Бахрам, перепуганный насмерть, пятился, пока не уперся спиной в стену.
— Я не знаю, о чем ты говоришь!— завизжал он, словно придавленная крыса.— Этот ковер я продал, утопил, сжег! Мне подсунул его кхитайский колдун!
— В таком случае, я отвечу тебе. Юлдуз, твой зять, отпущен мной, ради своей недавней свадьбы, погостить к родным, и я не вижу ничего удивительного в том, что законная жена пожелала сопровождать его в этой поездке,— веско, раздельно произнося каждое слово, сказал Конан, нависая над струсившем астрологом, словно сторожевая башня.
И вдруг рявкнул:
— Тебе ясно?! Если так, то ты, конечно, сам давно сжег тот колдовской ковер, почтенный Бахрам.
Астролог, в котором заносчивость и крикливость уживалась с робостью и раболепием простолюдина, трясся и скулил, едва не валясь на колени перед грозным ун-баши.
— Конечно,— лепетал он,— конечно, погостить… К родичам мужа, да… Я забыл… Я сам вчера собрал ее в дорогу…
— А теперь ступай в дом, потому что солнце печет немилосердно, а ты раскраснелся и весь в поту,— участливо говорил ему тем временем Конан.— Я провожу тебя. Вот так. Обопрись на мою руку, ты едва стоишь на ногах, многомудрый старец!
Он повел онемевшего астролога через двор, мимо прыскающих в кулаки солдат. Едва Конан и Бахрам скрылись за стеной сада, как во дворе послышалось веселое:
— А у почтенного Бахрама сбежал летающий ковер!
Эти слова были встречены дружным хохотом. Астролог вздрогнул и бросил на Конана умоляющий взгляд.
— Надо было покрепче его привязывать!— снова крикнул чей-то голос, и хохот стал громче.
— Это они не со зла, а единственно лишь от молодости и веселости нрава,— утешил астролога ун-баши.— Мы-то с тобою знаем, почтенный Бахрам, что летающие ковры бывают только в сказках!
Сдав все еще трясущегося старика на руки слугам в доме, Конан вышел в сад и вдохнул его тонкие, пьянящие ароматы. Каждое белое деревце с черной косой ствола напоминало ему Фейру в свадебном наряде, он от души смеялся над незадачливым астрологом, потерявшим из-за своей вздорности одновременно и ковер, и дочь.

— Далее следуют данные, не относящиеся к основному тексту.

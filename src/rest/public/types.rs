//! Types for public REST API endpoints.

use rust_decimal::Decimal;
use serde::{Deserialize, Serialize};
use serde_with::serde_as;
use time::OffsetDateTime;

use crate::types::OrderSide;
use crate::types::serde_helpers::{BittrexDecimal, BittrexTimestamp};

/// A tradable market, as listed by `public/getmarkets`.
#[serde_as]
#[derive(Debug, Clone, PartialEq, Serialize, Deserialize)]
#[serde(rename_all = "PascalCase")]
pub struct Market {
    /// Traded currency, e.g. "LTC".
    pub market_currency: String,
    /// Quote currency, e.g. "BTC".
    pub base_currency: String,
    pub market_currency_long: String,
    pub base_currency_long: String,
    /// Smallest order quantity accepted.
    #[serde_as(as = "BittrexDecimal")]
    pub min_trade_size: Decimal,
    /// Market name, e.g. "BTC-LTC".
    pub market_name: String,
    pub is_active: bool,
    #[serde_as(as = "BittrexTimestamp")]
    pub created: OffsetDateTime,
    #[serde(default)]
    pub notice: Option<String>,
}

/// A currency, as listed by `public/getcurrencies`.
#[serde_as]
#[derive(Debug, Clone, PartialEq, Serialize, Deserialize)]
#[serde(rename_all = "PascalCase")]
pub struct Currency {
    /// Ticker symbol, e.g. "BTC".
    pub currency: String,
    /// Full name, e.g. "Bitcoin".
    pub currency_long: String,
    /// Confirmations required before a deposit is credited.
    pub min_confirmation: u32,
    /// Withdrawal fee.
    #[serde_as(as = "BittrexDecimal")]
    pub tx_fee: Decimal,
    pub is_active: bool,
    pub coin_type: String,
    #[serde(default)]
    pub base_address: Option<String>,
    #[serde(default)]
    pub notice: Option<String>,
}

/// Current top of book and last price for a market.
#[serde_as]
#[derive(Debug, Clone, PartialEq, Serialize, Deserialize)]
#[serde(rename_all = "PascalCase")]
pub struct Ticker {
    #[serde_as(as = "BittrexDecimal")]
    pub bid: Decimal,
    #[serde_as(as = "BittrexDecimal")]
    pub ask: Decimal,
    /// Last trade price; `None` for markets that never traded.
    #[serde_as(as = "Option<BittrexDecimal>")]
    pub last: Option<Decimal>,
}

/// 24h rolling summary of a market.
///
/// Price fields are `None` for markets without recent activity.
#[serde_as]
#[derive(Debug, Clone, PartialEq, Serialize, Deserialize)]
#[serde(rename_all = "PascalCase")]
pub struct MarketSummary {
    pub market_name: String,
    #[serde_as(as = "Option<BittrexDecimal>")]
    pub high: Option<Decimal>,
    #[serde_as(as = "Option<BittrexDecimal>")]
    pub low: Option<Decimal>,
    /// Volume in the market currency.
    #[serde_as(as = "Option<BittrexDecimal>")]
    pub volume: Option<Decimal>,
    #[serde_as(as = "Option<BittrexDecimal>")]
    pub last: Option<Decimal>,
    /// Volume in the base currency.
    #[serde_as(as = "Option<BittrexDecimal>")]
    pub base_volume: Option<Decimal>,
    #[serde_as(as = "BittrexTimestamp")]
    #[serde(rename = "TimeStamp")]
    pub timestamp: OffsetDateTime,
    #[serde_as(as = "Option<BittrexDecimal>")]
    pub bid: Option<Decimal>,
    #[serde_as(as = "Option<BittrexDecimal>")]
    pub ask: Option<Decimal>,
    pub open_buy_orders: u32,
    pub open_sell_orders: u32,
    /// Price 24 hours ago.
    #[serde_as(as = "Option<BittrexDecimal>")]
    pub prev_day: Option<Decimal>,
    #[serde_as(as = "BittrexTimestamp")]
    pub created: OffsetDateTime,
    #[serde(default)]
    pub display_market_name: Option<String>,
}

/// One price level of the order book.
#[serde_as]
#[derive(Debug, Clone, PartialEq, Eq, Serialize, Deserialize)]
#[serde(rename_all = "PascalCase")]
pub struct OrderBookEntry {
    #[serde_as(as = "BittrexDecimal")]
    pub quantity: Decimal,
    #[serde_as(as = "BittrexDecimal")]
    pub rate: Decimal,
}

/// Order book of a market.
///
/// When only one side was requested the other side is empty.
#[derive(Debug, Clone, Default, PartialEq, Eq, Serialize, Deserialize)]
pub struct OrderBook {
    /// Bids, best first.
    #[serde(default)]
    pub buy: Vec<OrderBookEntry>,
    /// Asks, best first.
    #[serde(default)]
    pub sell: Vec<OrderBookEntry>,
}

/// A public trade, as returned by `public/getmarkethistory`.
#[serde_as]
#[derive(Debug, Clone, PartialEq, Serialize, Deserialize)]
#[serde(rename_all = "PascalCase")]
pub struct Trade {
    pub id: u64,
    #[serde_as(as = "BittrexTimestamp")]
    #[serde(rename = "TimeStamp")]
    pub timestamp: OffsetDateTime,
    #[serde_as(as = "BittrexDecimal")]
    pub quantity: Decimal,
    #[serde_as(as = "BittrexDecimal")]
    pub price: Decimal,
    #[serde_as(as = "BittrexDecimal")]
    pub total: Decimal,
    /// "FILL" or "PARTIAL_FILL".
    pub fill_type: String,
    pub order_type: OrderSide,
}

#[cfg(test)]
mod tests {
    use super::*;

    #[test]
    fn test_deserialize_market_summary() {
        let json = r#"{
            "MarketName": "BTC-888",
            "High": 0.00000919,
            "Low": 0.00000820,
            "Volume": 74339.61396015,
            "Last": 0.00000820,
            "BaseVolume": 0.64966963,
            "TimeStamp": "2014-07-09T07:19:30.15",
            "Bid": 0.00000820,
            "Ask": 0.00000831,
            "OpenBuyOrders": 15,
            "OpenSellOrders": 15,
            "PrevDay": 0.00000821,
            "Created": "2014-03-20T06:00:00",
            "DisplayMarketName": null
        }"#;

        let summary: MarketSummary = serde_json::from_str(json).unwrap();
        assert_eq!(summary.market_name, "BTC-888");
        assert_eq!(summary.volume.unwrap().to_string(), "74339.61396015");
        assert_eq!(summary.timestamp.millisecond(), 150);
        assert_eq!(summary.open_buy_orders, 15);
        assert!(summary.display_market_name.is_none());
    }

    #[test]
    fn test_deserialize_inactive_market_summary() {
        let json = r#"{
            "MarketName": "BTC-DEAD",
            "High": null, "Low": null, "Volume": null, "Last": null,
            "BaseVolume": null, "TimeStamp": "2017-12-01T00:00:00",
            "Bid": null, "Ask": null, "OpenBuyOrders": 0, "OpenSellOrders": 0,
            "PrevDay": null, "Created": "2014-03-20T06:00:00"
        }"#;

        let summary: MarketSummary = serde_json::from_str(json).unwrap();
        assert!(summary.last.is_none());
        assert!(summary.bid.is_none());
    }

    #[test]
    fn test_deserialize_trade() {
        let json = r#"{
            "Id": 319435,
            "TimeStamp": "2014-07-09T03:21:20.08",
            "Quantity": 0.30802438,
            "Price": 0.01263400,
            "Total": 0.00389158,
            "FillType": "FILL",
            "OrderType": "BUY"
        }"#;

        let trade: Trade = serde_json::from_str(json).unwrap();
        assert_eq!(trade.id, 319435);
        assert_eq!(trade.order_type, OrderSide::Buy);
        assert_eq!(trade.price.to_string(), "0.01263400");
    }

    #[test]
    fn test_deserialize_market() {
        let json = r#"{
            "MarketCurrency": "LTC",
            "BaseCurrency": "BTC",
            "MarketCurrencyLong": "Litecoin",
            "BaseCurrencyLong": "Bitcoin",
            "MinTradeSize": 0.01000000,
            "MarketName": "BTC-LTC",
            "IsActive": true,
            "Created": "2014-02-13T00:00:00"
        }"#;

        let market: Market = serde_json::from_str(json).unwrap();
        assert_eq!(market.market_name, "BTC-LTC");
        assert_eq!(market.min_trade_size.to_string(), "0.01000000");
        assert!(market.notice.is_none());
    }

    #[test]
    fn test_deserialize_order_book() {
        let json = r#"{
            "buy": [{"Quantity": 12.37, "Rate": 0.02525}],
            "sell": [{"Quantity": "32.55412402", "Rate": "0.02540000"}]
        }"#;

        let book: OrderBook = serde_json::from_str(json).unwrap();
        assert_eq!(book.buy.len(), 1);
        assert_eq!(book.sell[0].quantity.to_string(), "32.55412402");
    }
}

Шел к концу Десятый день Гадания, свиток был заполнен и запечатан, завтра предстоял опасный, но долгожданный путь домой. Конан истомился в душном безделии дней и темной тревоге ночей, он радовался завтрашней дороге и близости завершения возложенной на него миссии. Чья-то рука тронула его за плечо. Киммериец развернулся, словно ужаленный.
— Я замечтался и не слыхал, как ты подошел, благородный Магриб ибн Рудаз!— воскликнул он с облегчением, увидев перед собой сгорбленную фигуру звездочета.— Дела ваши завершены, мы можем завтра отправляться домой?
— Да, свиток заполнен и опечатан в ларце,— кивнул Магриб. От пристального взгляда его больших темных глаз киммерийцу, как всегда, стало не по себе.
— Но не об этом хотел я с тобой говорить, когда подошел.
— Тогда о чем же?
— Скажи, ты ведь не верхом выехал из Хоарезма этой ночью?
— Нет,— ответил Конан, удивленный вопросом.
— Тогда как же ты оказался у озера ранним утром? Или ты освободился сам, не ожидая, когда за тобой прилетит посланник Огненноликого Эрлика?
— Кто я такой, чтобы за мной прилетали посланцы богов?— напряженно сказал Конан, пытаясь в то же время угадать: шутит с ним Магриб или и впрямь обо всем догадался.— Я освободился сам.
— Я так и думал,— кивнул удовлетворенно Магриб, развернулся и пошел прочь.
Конан недоумевающее пожал ему вслед плечами. Слова и поступки этого человека были непостижимы для простых смертных вроде начальника отряда туранской армии. «Сующий нос в дела мудрецов теряет его вместе с головой», — повторил про себя Конан старую поговорку.